Please set the lines down again exactly, from the top of the entries through the line that contains "use crate::domain::PlanRecord;".

Segment Open

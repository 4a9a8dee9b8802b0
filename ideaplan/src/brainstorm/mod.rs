//! Brainstorming dialogue
//!
//! [`ConversationEngine`] drives the clarifying-question exchange that
//! precedes plan generation.

mod engine;

pub use engine::{BrainstormPhase, ConversationEngine};
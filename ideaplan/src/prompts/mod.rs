//! Prompt Template System
//!
//! Loads and renders `.pmt` (prompt template) files for each model call the
//! wizard makes.
//!
//! Template loading chain:
//! 1. `{prompts.dir}/{name}.pmt` (user override, when configured)
//! 2. Embedded fallback compiled in from `prompts/`
//!
//! Templates use Handlebars syntax for variable substitution.

mod assembler;
pub mod embedded;
mod loader;

pub use assembler::{NO_IMAGE_ANALYSIS, PromptAssembler, PromptContext};
pub use loader::PromptLoader;

/// Reply token the model uses to end brainstorming
pub const BRAINSTORMING_SENTINEL: &str = "BRAINSTORMING_COMPLETE";

/// Whether a model reply ends the brainstorming dialogue
pub fn is_brainstorming_complete(reply: &str) -> bool {
    reply.contains(BRAINSTORMING_SENTINEL)
}
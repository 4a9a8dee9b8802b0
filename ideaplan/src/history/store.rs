//! PlanStore - flat-file history of saved plans
//!
//! One pretty-printed JSON object per plan in a single directory. There is no
//! locking: two processes saving at the same instant may overwrite each
//! other's file.

use std::fs;
use std::path::{Path, PathBuf};

use chrono::NaiveDateTime;
use serde::{Deserialize, Serialize};
use thiserror::Error;
use tracing::{debug, info, warn};

use crate::domain::PlanRecord;

/// Errors from the plan history directory
#[derive(Debug, Error)]
pub enum HistoryError {
    #[error("I/O error on {}: {source}", .path.display())]
    Io {
        path: PathBuf,
        #[source]
        source: std::io::Error,
    },

    #[error("Error loading plan {filename}: {message}")]
    Malformed { filename: String, message: String },

    #[error("Plan not found: {0}")]
    NotFound(String),

    #[error("Invalid plan file name: {0}")]
    InvalidName(String),

    #[error("Failed to serialize plan: {0}")]
    Json(#[from] serde_json::Error),
}

impl HistoryError {
    fn io(path: &Path, source: std::io::Error) -> Self {
        Self::Io {
            path: path.to_path_buf(),
            source,
        }
    }
}

/// `YYYY-MM-DD HH:MM:SS` timestamps in plan files
mod timestamp_format {
    use chrono::NaiveDateTime;
    use serde::{Deserialize, Deserializer, Serializer};

    use crate::domain::TIMESTAMP_FORMAT;

    pub fn serialize<S: Serializer>(ts: &NaiveDateTime, serializer: S) -> Result<S::Ok, S::Error> {
        serializer.serialize_str(&ts.format(TIMESTAMP_FORMAT).to_string())
    }

    pub fn deserialize<'de, D: Deserializer<'de>>(deserializer: D) -> Result<NaiveDateTime, D::Error> {
        let s = String::deserialize(deserializer)?;
        NaiveDateTime::parse_from_str(&s, TIMESTAMP_FORMAT).map_err(serde::de::Error::custom)
    }
}

/// A plan as stored on disk
#[derive(Debug, Clone, PartialEq, Eq, Serialize, Deserialize)]
pub struct SavedPlan {
    /// File name within the plans directory
    #[serde(skip)]
    pub filename: String,
    #[serde(with = "timestamp_format")]
    pub timestamp: NaiveDateTime,
    pub idea: String,
    pub plan_type: String,
    pub plan: String,
    pub iteration: u32,
}

impl SavedPlan {
    fn from_record(record: &PlanRecord) -> Self {
        Self {
            filename: String::new(),
            timestamp: record.created_at,
            idea: record.idea_description.clone(),
            plan_type: record.plan_type.clone(),
            plan: record.generated_text.clone(),
            iteration: record.iteration,
        }
    }

    pub fn timestamp_text(&self) -> String {
        self.timestamp.format(crate::domain::TIMESTAMP_FORMAT).to_string()
    }

    /// Default file name for a Markdown export of this plan
    ///
    /// `plan_<first 20 chars of the idea, alphanumerics and spaces only>_<date>.md`
    pub fn export_filename(&self) -> String {
        let snippet: String = self
            .idea
            .chars()
            .take(20)
            .filter(|c| c.is_alphanumeric() || c.is_whitespace())
            .collect();
        let snippet = snippet.trim().replace(' ', "_");
        format!("plan_{}_{}.md", snippet, self.timestamp.format("%Y-%m-%d"))
    }

    /// One-line summary for listings
    pub fn summary(&self) -> String {
        let idea: String = self.idea.chars().take(50).collect();
        let ellipsis = if self.idea.chars().count() > 50 { "..." } else { "" };
        format!("{} - {}{}", self.timestamp_text(), idea, ellipsis)
    }
}

/// Result of scanning the plans directory
#[derive(Debug, Default)]
pub struct PlanListing {
    /// Readable plans, newest first
    pub plans: Vec<SavedPlan>,
    /// Files that could not be read or parsed
    pub errors: Vec<HistoryError>,
}

/// Plan history rooted at one directory
#[derive(Debug, Clone)]
pub struct PlanStore {
    dir: PathBuf,
}

impl PlanStore {
    pub fn new(dir: impl Into<PathBuf>) -> Self {
        let dir = dir.into();
        debug!(dir = %dir.display(), "PlanStore::new: called");
        Self { dir }
    }

    pub fn dir(&self) -> &Path {
        &self.dir
    }

    fn ensure_dir(&self) -> Result<(), HistoryError> {
        fs::create_dir_all(&self.dir).map_err(|e| HistoryError::io(&self.dir, e))
    }

    /// Persist a plan record, returning the path written
    pub fn save(&self, record: &PlanRecord) -> Result<PathBuf, HistoryError> {
        debug!(iteration = record.iteration, "PlanStore::save: called");
        self.ensure_dir()?;

        let stem = format!(
            "plan_{}_{}",
            record.created_at.format("%Y%m%d_%H%M%S"),
            slugify(&record.idea_description)
        );
        let mut path = self.dir.join(format!("{}.json", stem));
        let mut suffix = 2;
        while path.exists() {
            path = self.dir.join(format!("{}_{}.json", stem, suffix));
            suffix += 1;
        }

        let json = serde_json::to_string_pretty(&SavedPlan::from_record(record))?;
        fs::write(&path, json).map_err(|e| HistoryError::io(&path, e))?;

        info!(path = %path.display(), "Plan saved");
        Ok(path)
    }

    /// All readable plans, newest first, plus the files that were skipped
    ///
    /// Creates the directory when it does not exist yet.
    pub fn list(&self) -> Result<PlanListing, HistoryError> {
        debug!(dir = %self.dir.display(), "PlanStore::list: called");
        self.ensure_dir()?;

        let entries = fs::read_dir(&self.dir).map_err(|e| HistoryError::io(&self.dir, e))?;
        let mut listing = PlanListing::default();

        for entry in entries {
            let entry = match entry {
                Ok(entry) => entry,
                Err(e) => {
                    listing.errors.push(HistoryError::io(&self.dir, e));
                    continue;
                }
            };
            let filename = entry.file_name().to_string_lossy().into_owned();
            if !filename.ends_with(".json") {
                continue;
            }

            match self.read_plan(&entry.path(), &filename) {
                Ok(plan) => listing.plans.push(plan),
                Err(e) => {
                    warn!(%filename, error = %e, "Skipping unreadable plan file");
                    listing.errors.push(e);
                }
            }
        }

        listing
            .plans
            .sort_by(|a, b| b.timestamp.cmp(&a.timestamp).then_with(|| b.filename.cmp(&a.filename)));
        debug!(
            plans = listing.plans.len(),
            errors = listing.errors.len(),
            "PlanStore::list: done"
        );
        Ok(listing)
    }

    /// Load a single plan by file name
    pub fn load(&self, filename: &str) -> Result<SavedPlan, HistoryError> {
        debug!(%filename, "PlanStore::load: called");
        let path = self.resolve(filename)?;
        self.read_plan(&path, filename)
    }

    /// Remove a plan file
    pub fn delete(&self, filename: &str) -> Result<(), HistoryError> {
        debug!(%filename, "PlanStore::delete: called");
        let path = self.resolve(filename)?;
        fs::remove_file(&path).map_err(|e| HistoryError::io(&path, e))?;
        info!(%filename, "Plan deleted");
        Ok(())
    }

    /// Path of an existing plan file, rejecting anything outside the directory
    fn resolve(&self, filename: &str) -> Result<PathBuf, HistoryError> {
        if filename.is_empty() || filename.contains(['/', '\\']) || filename.starts_with('.') {
            return Err(HistoryError::InvalidName(filename.to_string()));
        }
        let path = self.dir.join(filename);
        if !path.is_file() {
            return Err(HistoryError::NotFound(filename.to_string()));
        }
        Ok(path)
    }

    fn read_plan(&self, path: &Path, filename: &str) -> Result<SavedPlan, HistoryError> {
        let content = fs::read_to_string(path).map_err(|e| HistoryError::io(path, e))?;
        let mut plan: SavedPlan = serde_json::from_str(&content).map_err(|e| HistoryError::Malformed {
            filename: filename.to_string(),
            message: e.to_string(),
        })?;
        plan.filename = filename.to_string();
        Ok(plan)
    }
}

/// Write plan text to a Markdown file
pub fn write_markdown(path: &Path, text: &str) -> Result<(), HistoryError> {
    debug!(path = %path.display(), "write_markdown: called");
    fs::write(path, text).map_err(|e| HistoryError::io(path, e))?;
    info!(path = %path.display(), "Plan exported");
    Ok(())
}

/// Convert a string to a filename-safe slug
fn slugify(s: &str) -> String {
    let slug: String = s
        .to_lowercase()
        .chars()
        .map(|c| if c.is_alphanumeric() || c == '-' { c } else { '-' })
        .collect::<String>()
        .split('-')
        .filter(|s| !s.is_empty())
        .collect::<Vec<_>>()
        .join("-")
        .chars()
        .take(30)
        .collect();

    let slug = slug.trim_end_matches('-');
    if slug.is_empty() { "idea".to_string() } else { slug.to_string() }
}

#[cfg(test)]
mod tests {
    use super::*;
    use crate::domain::TIMESTAMP_FORMAT;
    use tempfile::TempDir;

    fn record(idea: &str, ts: &str) -> PlanRecord {
        let mut record = PlanRecord::new(idea, "App Development", "# Plan\n\n## Executive Summary", 2, vec![]);
        record.created_at = NaiveDateTime::parse_from_str(ts, TIMESTAMP_FORMAT).unwrap();
        record
    }

    #[test]
    fn test_slugify() {
        assert_eq!(slugify("Track water intake"), "track-water-intake");
        assert_eq!(slugify("Hello, World!"), "hello-world");
        assert_eq!(slugify("  multiple   spaces  "), "multiple-spaces");
        assert_eq!(slugify("!!!"), "idea");
        assert!(slugify(&"long idea ".repeat(10)).len() <= 30);
    }

    #[test]
    fn test_save_and_reload() {
        let temp = TempDir::new().unwrap();
        let store = PlanStore::new(temp.path().join("plans"));

        let path = store.save(&record("Track water intake", "2025-03-04 05:06:07")).unwrap();
        assert_eq!(
            path.file_name().unwrap().to_string_lossy(),
            "plan_20250304_050607_track-water-intake.json"
        );

        let raw: serde_json::Value = serde_json::from_str(&fs::read_to_string(&path).unwrap()).unwrap();
        assert_eq!(raw["timestamp"], "2025-03-04 05:06:07");
        assert_eq!(raw["idea"], "Track water intake");
        assert_eq!(raw["plan_type"], "App Development");
        assert_eq!(raw["iteration"], 2);

        let listing = store.list().unwrap();
        assert!(listing.errors.is_empty());
        assert_eq!(listing.plans.len(), 1);
        let plan = &listing.plans[0];
        assert_eq!(plan.idea, "Track water intake");
        assert_eq!(plan.plan_type, "App Development");
        assert_eq!(plan.plan, "# Plan\n\n## Executive Summary");
        assert_eq!(plan.iteration, 2);
        assert_eq!(plan.timestamp_text(), "2025-03-04 05:06:07");
    }

    #[test]
    fn test_save_same_second_does_not_overwrite() {
        let temp = TempDir::new().unwrap();
        let store = PlanStore::new(temp.path());

        let first = store.save(&record("Same idea", "2025-03-04 05:06:07")).unwrap();
        let second = store.save(&record("Same idea", "2025-03-04 05:06:07")).unwrap();

        assert_ne!(first, second);
        assert_eq!(store.list().unwrap().plans.len(), 2);
    }

    #[test]
    fn test_list_newest_first_and_skips_malformed() {
        let temp = TempDir::new().unwrap();
        let store = PlanStore::new(temp.path());

        store.save(&record("Older", "2024-01-01 09:00:00")).unwrap();
        store.save(&record("Newer", "2025-06-01 09:00:00")).unwrap();
        fs::write(temp.path().join("broken.json"), "{ not json").unwrap();
        fs::write(temp.path().join("notes.txt"), "ignored").unwrap();

        let listing = store.list().unwrap();
        let ideas: Vec<&str> = listing.plans.iter().map(|p| p.idea.as_str()).collect();
        assert_eq!(ideas, vec!["Newer", "Older"]);
        assert_eq!(listing.errors.len(), 1);
        assert!(listing.errors[0].to_string().contains("broken.json"));
    }

    #[test]
    fn test_list_creates_directory() {
        let temp = TempDir::new().unwrap();
        let dir = temp.path().join("nested").join("plans");
        let store = PlanStore::new(&dir);

        let listing = store.list().unwrap();
        assert!(listing.plans.is_empty());
        assert!(dir.is_dir());
    }

    #[test]
    fn test_load_and_delete() {
        let temp = TempDir::new().unwrap();
        let store = PlanStore::new(temp.path());
        let path = store.save(&record("Track water intake", "2025-03-04 05:06:07")).unwrap();
        let filename = path.file_name().unwrap().to_string_lossy().into_owned();

        let plan = store.load(&filename).unwrap();
        assert_eq!(plan.filename, filename);

        store.delete(&filename).unwrap();
        assert!(!path.exists());
        assert!(matches!(store.delete(&filename), Err(HistoryError::NotFound(_))));
    }

    #[test]
    fn test_rejects_paths_outside_directory() {
        let temp = TempDir::new().unwrap();
        let store = PlanStore::new(temp.path());

        assert!(matches!(store.load("../secret.json"), Err(HistoryError::InvalidName(_))));
        assert!(matches!(store.delete("a/b.json"), Err(HistoryError::InvalidName(_))));
        assert!(matches!(store.delete(""), Err(HistoryError::InvalidName(_))));
    }

    #[test]
    fn test_export_filename() {
        let plan = SavedPlan {
            filename: String::new(),
            timestamp: NaiveDateTime::parse_from_str("2025-03-04 05:06:07", TIMESTAMP_FORMAT).unwrap(),
            idea: "Track water intake, daily!".to_string(),
            plan_type: "App Development".to_string(),
            plan: String::new(),
            iteration: 1,
        };
        assert_eq!(plan.export_filename(), "plan_Track_water_intake_2025-03-04.md");
    }

    #[test]
    fn test_write_markdown() {
        let temp = TempDir::new().unwrap();
        let path = temp.path().join("plan.md");
        write_markdown(&path, "# Plan").unwrap();
        assert_eq!(fs::read_to_string(&path).unwrap(), "# Plan");
    }
}
use crate::QueryKey;

#[test]
fn test_prefix_match() {
    let all = QueryKey::contacts();
    let one = QueryKey::contact("1");

    assert!(all.starts_with(&all));
    assert!(one.starts_with(&QueryKey::new(["contact"])));
    assert!(!one.starts_with(&all));
    assert!(!all.starts_with(&one));
}

#[test]
fn test_display() {
    assert_eq!(QueryKey::contacts().to_string(), "[contacts]");
    assert_eq!(QueryKey::contact("42").to_string(), "[contact, 42]");
    assert_eq!(QueryKey::contact("42").parts(), &["contact".to_string(), "42".to_string()]);
}
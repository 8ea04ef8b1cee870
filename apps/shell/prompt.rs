use reedline::{Prompt, PromptEditMode, PromptHistorySearch};
use std::borrow::Cow;

pub(crate) struct MyPrompt;

impl Prompt for MyPrompt {
    fn render_prompt_left(&self) -> Cow<str> {
        "contacts$ ".into()
    }

    fn render_prompt_right(&self) -> Cow<str> {
        "".into()
    }

    fn render_prompt_indicator(&self, _: PromptEditMode) -> Cow<str> {
        "".into()
    }

    fn render_prompt_multiline_indicator(&self) -> Cow<str> {
        "... ".into()
    }

    fn render_prompt_history_search_indicator(&self, _: PromptHistorySearch) -> Cow<str> {
        "".into()
    }
}
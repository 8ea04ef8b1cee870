use std::fmt;
use std::str::FromStr;
use serde::{Serialize, Deserialize, Deserializer};

use crate::{
    Error,
    error::Result,
};

/// A contact record as held by the backend. The id is assigned by the
/// backend and is never produced locally.
#[derive(Debug, Clone, PartialEq, Eq, Serialize, Deserialize)]
pub struct Contact {
    #[serde(alias = "_id")]
    #[serde(deserialize_with = "deserialize_id")]
    id      : String,
    name    : String,
    email   : String,
    phone   : String,
}

impl Contact {
    pub fn new(id: &str, name: &str, email: &str, phone: &str) -> Self {
        Self {
            id      : id.to_string(),
            name    : name.to_string(),
            email   : email.to_string(),
            phone   : phone.to_string(),
        }
    }

    pub fn id(&self) -> &str {
        &self.id
    }

    pub fn name(&self) -> &str {
        &self.name
    }

    pub fn email(&self) -> &str {
        &self.email
    }

    pub fn phone(&self) -> &str {
        &self.phone
    }
}

impl fmt::Display for Contact {
    fn fmt(&self, f: &mut fmt::Formatter<'_>) -> fmt::Result {
        write!(f, "{} <{}> ({})", self.name, self.email, self.phone)
    }
}

// Backends may hand out numeric ids; they are kept as opaque strings.
fn deserialize_id<'de, D>(deserializer: D) -> std::result::Result<String, D::Error>
where
    D: Deserializer<'de>,
{
    #[derive(Deserialize)]
    #[serde(untagged)]
    enum RawId {
        Str(String),
        Num(serde_json::Number),
    }

    Ok(match RawId::deserialize(deserializer)? {
        RawId::Str(v) => v,
        RawId::Num(v) => v.to_string(),
    })
}

/// The editable part of a contact, sent as the create/update body.
#[derive(Debug, Clone, Default, PartialEq, Eq, Serialize, Deserialize)]
pub struct ContactForm {
    pub name    : String,
    pub email   : String,
    pub phone   : String,
}

impl ContactForm {
    pub fn new(name: &str, email: &str, phone: &str) -> Self {
        Self {
            name    : name.to_string(),
            email   : email.to_string(),
            phone   : phone.to_string(),
        }
    }

    pub fn get(&self, field: Field) -> &str {
        match field {
            Field::Name  => &self.name,
            Field::Email => &self.email,
            Field::Phone => &self.phone,
        }
    }

    pub fn set(&mut self, field: Field, value: &str) {
        let slot = match field {
            Field::Name  => &mut self.name,
            Field::Email => &mut self.email,
            Field::Phone => &mut self.phone,
        };
        *slot = value.to_string();
    }
}

impl From<&Contact> for ContactForm {
    fn from(contact: &Contact) -> Self {
        Self::new(contact.name(), contact.email(), contact.phone())
    }
}

#[derive(Debug, Clone, Copy, PartialEq, Eq, PartialOrd, Ord, Hash)]
pub enum Field {
    Name,
    Email,
    Phone,
}

impl Field {
    pub const ALL: [Field; 3] = [Field::Name, Field::Email, Field::Phone];

    pub fn as_str(&self) -> &'static str {
        match self {
            Field::Name  => "name",
            Field::Email => "email",
            Field::Phone => "phone",
        }
    }

    pub fn label(&self) -> &'static str {
        match self {
            Field::Name  => "Name",
            Field::Email => "Email",
            Field::Phone => "Phone",
        }
    }
}

impl fmt::Display for Field {
    fn fmt(&self, f: &mut fmt::Formatter<'_>) -> fmt::Result {
        write!(f, "{}", self.as_str())
    }
}

impl FromStr for Field {
    type Err = Error;

    fn from_str(s: &str) -> Result<Self> {
        match s.to_ascii_lowercase().as_str() {
            "name"  => Ok(Field::Name),
            "email" => Ok(Field::Email),
            "phone" => Ok(Field::Phone),
            _ => Err(Error::Argument(format!("Unknown contact field: {}", s))),
        }
    }
}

Segment Closed

**Task result**
repository 4a9a8dee9b8802b0
filename ideaplan/src/brainstorm/mod.rs
//! Brainstorming dialogue
//!
//! [`ConversationEngine`] drives the clarifying-question exchange that
//! precedes plan generation.

mod engine;

pub use engine::{BrainstormPhase, ConversationEngine};
filename ideaplan/src/prompts/mod.rs
//! Prompt Template System
//!
//! Loads and renders `.pmt` (prompt template) files for each model call the
//! wizard makes.
//!
//! Template loading chain:
//! 1. `{prompts.dir}/{name}.pmt` (user override, when configured)
//! 2. Embedded fallback compiled in from `prompts/`
//!
//! Templates use Handlebars syntax for variable substitution.

mod assembler;
pub mod embedded;
mod loader;

pub use assembler::{NO_IMAGE_ANALYSIS, PromptAssembler, PromptContext};
pub use loader::PromptLoader;

/// Reply token the model uses to end brainstorming
pub const BRAINSTORMING_SENTINEL: &str = "BRAINSTORMING_COMPLETE";

/// Whether a model reply ends the brainstorming dialogue
pub fn is_brainstorming_complete(reply: &str) -> bool {
    reply.contains(BRAINSTORMING_SENTINEL)
}
repository 4a9a8dee9b8802b0
filename ideaplan/src/history/store.rs
//! PlanStore - flat-file history of saved plans
//!
//! One pretty-printed JSON object per plan in a single directory. There is no
//! locking: two processes saving at the same instant may overwrite each
//! other's file.

use std::fs;
use std::path::{Path, PathBuf};

use chrono::NaiveDateTime;
use serde::{Deserialize, Serialize};
use thiserror::Error;
use tracing::{debug, info, warn};

use crate::domain::PlanRecord;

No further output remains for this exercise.